Präsentiert wird schließlich auch das Bild des berühmten afghanischen Mädchens ohne Nase – nach Schiffer gehe es hierbei um einen „Missbrauch der Geschichte“ der Betroffenen, um die NATO in Afghanistan bleiben lassen zu können. Wie absurd das sei, könne man daran sehen, dass die Verstümmelung des Mädchens während des Aufenthaltes der NATO in Afghanistan geschehen sei. Diese Logik ist nicht gerade bestechend. Führen wir den Gedanken einmal fort: Wenn sich in einer Stadt ein besonders schlimmes Gewaltverbrechen ereignet, so wäre nach Schiffers Denkweise eine Aufstockung der Polizeikräfte nicht sinnvoll, weil das Verbrechen sich ja trotz der Existenz der Polizei ereignet hat.

Der Abend schließt mit einer Diskussionsrunde, Zuhörer können Fragen stellen oder Anmerkungen einbringen. Wie schon zuvor, reagiert Schiffer auf Kritik nicht gerade souverän, würgt unangenehme Redebeiträge ab („das nervt jetzt vielleicht die anderen“) oder gibt auf Fragen, die ihr nicht passen, ausweichende Antworten.
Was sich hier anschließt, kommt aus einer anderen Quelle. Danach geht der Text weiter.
//! Watch Loop (`spec.md` §4.3): the single thread that reconciles desired
//! polling state with the Poll Controller and turns readiness into queued
//! work. Input/output halves of a split connection get distinct tokens so
//! a readiness event can be routed back to the right half without a second
//! registry scan.

use std::io;
use std::os::unix::io::RawFd;
use std::sync::Arc;
use std::time::Duration;

use libc::c_void;

use crate::close::{close_con, finalize_if_drained, queue_close};
use crate::connection::{ConnType, PollingKind, WorkItem, WorkKind, WorkStatus};
use crate::epoll::{Events, Token};
use crate::listener::{accept_tcp, accept_unix, take_connect_error};
use crate::poll_controller::{LinkOutcome, WAKE_TOKEN};
use crate::registry::{ConnId, RegistryState};
use crate::sys::{FromInner, IntoInner, Socket};
use crate::worker::Shared;

const WATCH_TIMEOUT: Duration = Duration::from_millis(250);

fn input_token(id: ConnId) -> Token {
    Token(id.0 * 2)
}

fn output_token(id: ConnId) -> Token {
    Token(id.0 * 2 + 1)
}

/// `(id, is_output_half)` — `None` for the reserved wakeup token.
fn decode_token(token: Token) -> Option<(ConnId, bool)> {
    if token == WAKE_TOKEN {
        return None;
    }
    Some((ConnId(token.0 / 2), token.0 % 2 == 1))
}

/// Step 1 of `spec.md` §4.3: derive the desired polling kind purely from a
/// connection's current fields.
fn desired_kind(conn: &crate::connection::Connection) -> PollingKind {
    if conn.is_listen {
        return PollingKind::Listen;
    }
    if !conn.is_connected {
        return PollingKind::Connected;
    }
    if conn.read_eof && conn.out_queue.is_empty() && conn.work_queue.is_empty() {
        return PollingKind::None;
    }

    let want_read = !conn.read_eof && !conn.input_unsupported && !conn.in_buffer.is_full();
    let want_write = !conn.out_queue.is_empty() && !conn.output_unsupported;

    match (want_read, want_write) {
        (true, true) => PollingKind::ReadWrite,
        (true, false) => PollingKind::ReadOnly,
        (false, true) => PollingKind::WriteOnly,
        (false, false) => PollingKind::None,
    }
}

pub struct WatchLoop {
    shared: Arc<Shared>,
}

impl WatchLoop {
    pub fn new(shared: Arc<Shared>) -> WatchLoop {
        WatchLoop { shared }
    }

    pub fn run(&self) {
        let mut events = Events::with_capacity(256);

        loop {
            let mut guard = self.shared.state.lock().unwrap();
            if guard.shutdown && guard.is_empty() {
                return;
            }
            let mut finished = Vec::new();

            // Cancellation (`spec.md` §4.4): shutdown closes every
            // connection, listeners included — `desired_kind` never picks
            // that up on its own since a listener's desired kind is always
            // LISTEN. `queue_close` defers rather than closing outright so
            // a connection a worker currently holds isn't torn down from
            // under it.
            if guard.shutdown {
                let ids: Vec<ConnId> = guard.active_ids().chain(guard.listen_ids()).collect();
                for id in ids {
                    queue_close(&mut guard, &self.shared.poll, id);
                    self.try_finish(&mut guard, id, &mut finished);
                }
            }

            self.relink_all(&mut guard, &mut finished);
            drop(guard);
            self.run_on_finish(finished);

            let n = match self.shared.poll.poll(&mut events, Some(WATCH_TIMEOUT)) {
                Ok(n) => n,
                Err(e) => {
                    log::error!("epoll_wait failed: {}", e);
                    continue;
                }
            };

            if n == 0 {
                continue;
            }

            let mut guard = self.shared.state.lock().unwrap();
            let mut woke = false;
            let mut saw_wake_token = false;
            let mut finished = Vec::new();

            for i in 0..events.len() {
                let event = match events.get(i) {
                    Some(e) => e,
                    None => continue,
                };

                let (id, is_output) = match decode_token(event.token()) {
                    Some(pair) => pair,
                    None => {
                        saw_wake_token = true;
                        continue;
                    }
                };

                if self.shared.debug_conmgr {
                    log::trace!(
                        "watch: {:?} half={} readiness={:?}",
                        id,
                        if is_output { "out" } else { "in" },
                        event.readiness()
                    );
                }

                woke |= self.dispatch_ready(&mut guard, id, is_output, event.readiness(), &mut finished);
            }

            drop(guard);

            if saw_wake_token {
                let _ = self.shared.poll.ack_wake();
            }
            self.run_on_finish(finished);
            if woke {
                self.shared.watch_sleep.notify_all();
            }
        }
    }

    /// Invokes `on_finish` for each connection that drained to completion
    /// this iteration. Always called after the registry mutex is dropped.
    fn run_on_finish(&self, finished: Vec<(ConnId, crate::connection::Connection)>) {
        for (id, mut conn) in finished {
            run_pending_write_complete(&mut conn, WorkStatus::Cancelled);
            if let Some(on_finish) = &self.shared.callbacks.on_finish {
                on_finish(id, conn.arg, WorkStatus::Run);
            }
        }
    }

    /// Step 4 of `spec.md` §4.3 for one ready fd. Returns whether new work
    /// became runnable (i.e. the worker pool should be signalled).
    fn dispatch_ready(
        &self,
        guard: &mut RegistryState,
        id: ConnId,
        is_output: bool,
        readiness: crate::epoll::Ready,
        finished: &mut Vec<(ConnId, crate::connection::Connection)>,
    ) -> bool {
        let is_listen = match guard.get(id) {
            Some(c) => c.is_listen,
            None => return false,
        };

        if is_listen {
            return self.accept_all(guard, id);
        }

        let is_connected = guard.get(id).map(|c| c.is_connected).unwrap_or(true);
        if !is_connected {
            return self.complete_connect(guard, id, readiness, finished);
        }

        if readiness.is_error() || readiness.is_hup() {
            queue_close(guard, &self.shared.poll, id);
            self.try_finish(guard, id, finished);
            return true;
        }

        let mut woke = false;
        if readiness.is_readable() && !is_output {
            woke |= self.schedule_read(guard, id);
        }
        if readiness.is_writable() {
            woke |= self.drain_output(guard, id);
        }
        woke
    }

    /// Schedules one read-and-dispatch work item. Skipped while another
    /// work item is already queued or in flight for this connection, so a
    /// level-triggered readable event doesn't stack up duplicate reads.
    fn schedule_read(&self, guard: &mut RegistryState, id: ConnId) -> bool {
        let conn = match guard.get_mut(id) {
            Some(c) => c,
            None => return false,
        };
        if conn.work_active || !conn.work_queue.is_empty() {
            return false;
        }

        conn.can_read = true;
        let fd = conn.input_fd;
        let conn_type = conn.conn_type;
        let shared = self.shared.clone();
        conn.work_queue.push_back(WorkItem::run(move |status| {
            read_and_dispatch(shared, id, fd, conn_type, status)
        }));
        true
    }

    fn accept_all(&self, guard: &mut RegistryState, id: ConnId) -> bool {
        let (fd, conn_type) = match guard.get(id) {
            Some(c) => (c.input_fd, c.conn_type),
            None => return false,
        };
        let is_unix = guard.get(id).and_then(|c| c.unix_socket_path.as_ref()).is_some();

        let mut accepted = false;
        loop {
            let accepted_fd = if is_unix {
                match accept_unix(fd) {
                    Ok(Some(fd)) => Some(fd),
                    Ok(None) => None,
                    Err(e) => {
                        log::warn!("accept on {:?} failed: {}", id, e);
                        None
                    }
                }
            } else {
                match accept_tcp(fd) {
                    Ok(Some((fd, _addr))) => Some(fd),
                    Ok(None) => None,
                    Err(e) => {
                        log::warn!("accept on {:?} failed: {}", id, e);
                        None
                    }
                }
            };

            let accepted_fd = match accepted_fd {
                Some(fd) => fd,
                None => break,
            };

            if !is_unix {
                let sock = Socket::from_inner(accepted_fd);
                if let Err(e) = sock.set_keepalive(self.shared.keep_alive) {
                    log::warn!("set_keepalive on accepted fd {}: {}", accepted_fd, e);
                }
                let _ = sock.into_inner();
            }

            let callback_arg = self
                .shared
                .callbacks
                .on_connection
                .as_ref()
                .and_then(|cb| cb(id));

            // Accepted connections don't get a meaningful peer path, but
            // local-domain ones are tagged so `fd_get_auth_creds` knows
            // `SO_PEERCRED` applies.
            let address = if is_unix {
                Some(crate::addr::Address::Unix(String::new()))
            } else {
                None
            };

            let conn = crate::connection::Connection {
                name: format!("fd:{}", accepted_fd),
                input_fd: accepted_fd,
                output_fd: accepted_fd,
                conn_type,
                polling_input_kind: PollingKind::None,
                polling_output_kind: PollingKind::None,
                input_unsupported: false,
                output_unsupported: false,
                is_socket: true,
                is_listen: false,
                is_connected: true,
                read_eof: false,
                can_read: false,
                work_active: false,
                in_buffer: crate::connection::InBuffer::with_capacity(4096),
                out_queue: Default::default(),
                work_queue: Default::default(),
                write_complete_queue: Default::default(),
                address,
                unix_socket_path: None,
                arg: callback_arg,
            };
            guard.insert(conn, false);
            accepted = true;
        }
        accepted
    }

    fn complete_connect(
        &self,
        guard: &mut RegistryState,
        id: ConnId,
        readiness: crate::epoll::Ready,
        finished: &mut Vec<(ConnId, crate::connection::Connection)>,
    ) -> bool {
        if !readiness.is_writable() && !readiness.is_error() {
            return false;
        }
        let fd = match guard.get(id) {
            Some(c) => c.input_fd,
            None => return false,
        };

        match take_connect_error(fd) {
            Ok(None) => {
                if let Some(conn) = guard.get_mut(id) {
                    conn.is_connected = true;
                }
                true
            }
            Ok(Some(e)) => {
                log::warn!("connect on {:?} failed: {}", id, e);
                queue_close(guard, &self.shared.poll, id);
                self.try_finish(guard, id, finished);
                true
            }
            Err(e) => {
                log::warn!("SO_ERROR lookup on {:?} failed: {}", id, e);
                queue_close(guard, &self.shared.poll, id);
                self.try_finish(guard, id, finished);
                true
            }
        }
    }

    /// Schedules one write-drain work item if `out_queue` has bytes and no
    /// drain is already in flight.
    fn drain_output(&self, guard: &mut RegistryState, id: ConnId) -> bool {
        let conn = match guard.get_mut(id) {
            Some(c) => c,
            None => return false,
        };
        if conn.out_queue.is_empty() || conn.work_active {
            return false;
        }

        let fd = conn.output_fd;
        let shared = self.shared.clone();
        conn.work_queue
            .push_back(WorkItem::run(move |status| drain_out_queue(shared, id, fd, status)));
        true
    }

    fn try_finish(
        &self,
        guard: &mut RegistryState,
        id: ConnId,
        finished: &mut Vec<(ConnId, crate::connection::Connection)>,
    ) {
        if let Some(conn) = finalize_if_drained(guard, id) {
            finished.push((id, conn));
        }
    }

    /// Step 1-2 of `spec.md` §4.3: recompute and relink every active/listen
    /// connection whose desired kind changed since the last iteration.
    fn relink_all(
        &self,
        guard: &mut RegistryState,
        finished: &mut Vec<(ConnId, crate::connection::Connection)>,
    ) {
        let ids: Vec<ConnId> = guard.active_ids().chain(guard.listen_ids()).collect();

        for id in ids {
            let (kind, same_fd, input_fd, output_fd, cur_in, cur_out) = match guard.get(id) {
                Some(c) => (
                    desired_kind(c),
                    c.same_fd(),
                    c.input_fd,
                    c.output_fd,
                    c.polling_input_kind,
                    c.polling_output_kind,
                ),
                None => continue,
            };

            let (want_in, want_out) = kind.split(same_fd);

            if want_in != cur_in {
                self.relink_half(guard, id, input_fd, want_in, input_token(id), false);
            }
            if let Some(want_out) = want_out {
                if want_out != cur_out {
                    self.relink_half(guard, id, output_fd, want_out, output_token(id), true);
                }
            }

            if kind == PollingKind::None {
                self.maybe_close_drained(guard, id, finished);
            }
        }
    }

    fn relink_half(
        &self,
        guard: &mut RegistryState,
        id: ConnId,
        fd: std::os::unix::io::RawFd,
        kind: PollingKind,
        token: Token,
        is_output: bool,
    ) {
        if fd == crate::connection::INVALID_FD {
            return;
        }

        if self.shared.debug_conmgr {
            log::trace!(
                "watch: relinking {:?} half={} kind={:?}",
                id,
                if is_output { "out" } else { "in" },
                kind
            );
        }

        let outcome = self.shared.poll.relink_fd(fd, kind, token).unwrap_or_else(|e| {
            log::error!("relinking fd {} failed: {}", fd, e);
            LinkOutcome::Linked
        });

        if let Some(conn) = guard.get_mut(id) {
            if is_output {
                conn.polling_output_kind = kind;
                if outcome == LinkOutcome::Unsupported {
                    conn.output_unsupported = true;
                }
            } else {
                conn.polling_input_kind = kind;
                if outcome == LinkOutcome::Unsupported {
                    conn.input_unsupported = true;
                }
            }
        }
    }

    /// `close_con` is idempotent (`spec.md` §4.8 step 1), so this is safe to
    /// call every iteration a connection's desired kind is NONE, not only
    /// the first time it transitions there.
    fn maybe_close_drained(
        &self,
        guard: &mut RegistryState,
        id: ConnId,
        finished: &mut Vec<(ConnId, crate::connection::Connection)>,
    ) {
        close_con(guard, &self.shared.poll, id);
        self.try_finish(guard, id, finished);
    }
}
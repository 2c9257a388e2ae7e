//! Self-pipe primitive used to bridge UNIX signal delivery into the poll
//! loop. A signal handler may only call async-signal-safe functions; a
//! `write(2)` of one byte into a non-blocking pipe is the traditional way
//! to get a signal's occurrence onto an `epoll_wait` return without doing
//! any real work on the signal stack.

use std::io::{self, Read, Write};
use std::os::unix::io::{AsRawFd, RawFd};

use crate::epoll::{Epoll, EpollOpt, Ready, Source, Token};

use super::fd::FileDesc;

#[derive(Debug)]
pub struct Awakener {
    reader: FileDesc,
    writer: FileDesc,
}

impl Awakener {
    pub fn new() -> io::Result<Awakener> {
        let mut fds = [0 as RawFd; 2];
        syscall!(pipe2(fds.as_mut_ptr(), libc::O_CLOEXEC | libc::O_NONBLOCK))?;

        Ok(Awakener {
            reader: FileDesc::new(fds[0]),
            writer: FileDesc::new(fds[1]),
        })
    }

    /// Async-signal-safe: only calls `write(2)` on the write end's raw fd.
    pub fn wakeup(&self) -> io::Result<()> {
        match (&self.writer).write(&[1]) {
            Ok(_) => Ok(()),
            Err(e) if e.kind() == io::ErrorKind::WouldBlock => Ok(()),
            Err(e) => Err(e),
        }
    }

    /// Drain every byte queued on the read end after a wakeup is observed.
    pub fn cleanup(&self) {
        let mut buf = [0u8; 128];

        loop {
            match (&self.reader).read(&mut buf) {
                Ok(i) if i > 0 => {}
                _ => return,
            }
        }
    }

    fn reader(&self) -> &FileDesc {
        &self.reader
    }

    /// Raw fd of the write end, stashed in a `static` for the signal
    /// handler to use — the handler cannot close over anything.
    pub fn writer_raw_fd(&self) -> RawFd {
        self.writer.raw()
    }
}

impl AsRawFd for Awakener {
    fn as_raw_fd(&self) -> RawFd {
        self.reader.raw()
    }
}

impl Source for Awakener {
    fn add(&self, epoll: &Epoll, token: Token, interest: Ready, opts: EpollOpt) -> io::Result<()> {
        epoll.add(&self.reader().raw(), token, interest, opts)
    }

    fn modify(&self, epoll: &Epoll, token: Token, interest: Ready, opts: EpollOpt) -> io::Result<()> {
        epoll.modify(&self.reader().raw(), token, interest, opts)
    }

    fn delete(&self, epoll: &Epoll) -> io::Result<()> {
        epoll.delete(&self.reader().raw())
    }
}

#[cfg(test)]
mod test {
    use super::Awakener;

    #[test]
    fn wakeup_and_cleanup() {
        let awakener = Awakener::new().unwrap();
        awakener.wakeup().unwrap();
        awakener.cleanup();
    }
}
Was bleibt schließlich als Erkenntnis des Abends? Vielleicht, dass der, der mit Sabine Schiffer und der DKP im Gepäck zum antirassistischen Appell antritt, ein Glaubwürdigkeitsproblem hat? Dass man es in Michelstadt bereits als „gut besucht“ empfindet, wenn eine Rednerin etwa vierzig Zuhörer (davon ein Viertel bis ein Drittel Angehörige der veranstaltenden Initiativen selbst) anzieht? Dass Initiativen, die von Gewalt bedrohten Musliminnen und Muslimen Betreuung, Schutz und Hilfe zukommen lassen, in Wahrheit verkappte „humanitäre Rassisten“ sind? Dass die Grenzen der Meinungsfreiheit klar definiert wurden? Man weiß es nicht. Aber man weiß hoffentlich nach der Lektüre dieses Berichts ein wenig mehr darüber, wo die Grenzen der Seriosität zu finden sind.